Place Matters: Comparing LLM Hallucination Rates for Place-Based Legal Queries
Damian Curran, Vanessa Sporne, Lea Frermann, Jeannie Paterson
TL;DR
This study asks whether LLMs’ knowledge of law varies by geographic location and how that affects the quality of legal information provided to users. It introduces a functionalist comparative-law framework that treats practical legal problems as the basis for cross-place evaluation, using 100 Reddit-derived, place-agnostic scenarios evaluated in Los Angeles, London, and Sydney across three LLMs. Manual annotation of LLM outputs against actual laws yields metrics for hallucinations, $hr$ and $hr^*$, revealing significant place-based differences and a strong negative correlation between majority-sample frequency and hallucination rates, suggesting a practical uncertainty signal. The work highlights implications for equitable access to justice and underscores the need for jurisdiction-aware validation of AI-assisted legal tools.
Abstract
How do we make a meaningful comparison of a large language model's knowledge of the law in one place compared to another? Quantifying these differences is critical to understanding if the quality of the legal information obtained by users of LLM-based chatbots varies depending on their location. However, obtaining meaningful comparative metrics is challenging because legal institutions in different places are not themselves easily comparable. In this work we propose a methodology to obtain place-to-place metrics based on the comparative law concept of functionalism. We construct a dataset of factual scenarios drawn from Reddit posts by users seeking legal advice for family, housing, employment, crime and traffic issues. We use these to elicit a summary of a law from the LLM relevant to each scenario in Los Angeles, London and Sydney.
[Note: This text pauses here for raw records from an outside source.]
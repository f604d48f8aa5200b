pub mod api;
pub mod browser;
pub mod ca;
pub mod cache;
pub mod config;
pub mod csp;
pub mod event_log;
pub mod fingerprint;
pub mod intercept;
pub mod logging;
pub mod proxy;
pub mod record;
pub mod session;
pub mod tunnel;
pub mod upstream;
These summaries, typically of a legislative provision, are manually evaluated for hallucinations. We show that the rate of hallucination of legal information by leading closed-source LLMs is significantly associated with place. This suggests that the quality of legal solutions provided by these models is not evenly distributed across geography. Additionally, we show a strong negative correlation between hallucination rate and the frequency of the majority response when the LLM is sampled multiple times, suggesting a measure of uncertainty of model predictions of legal facts.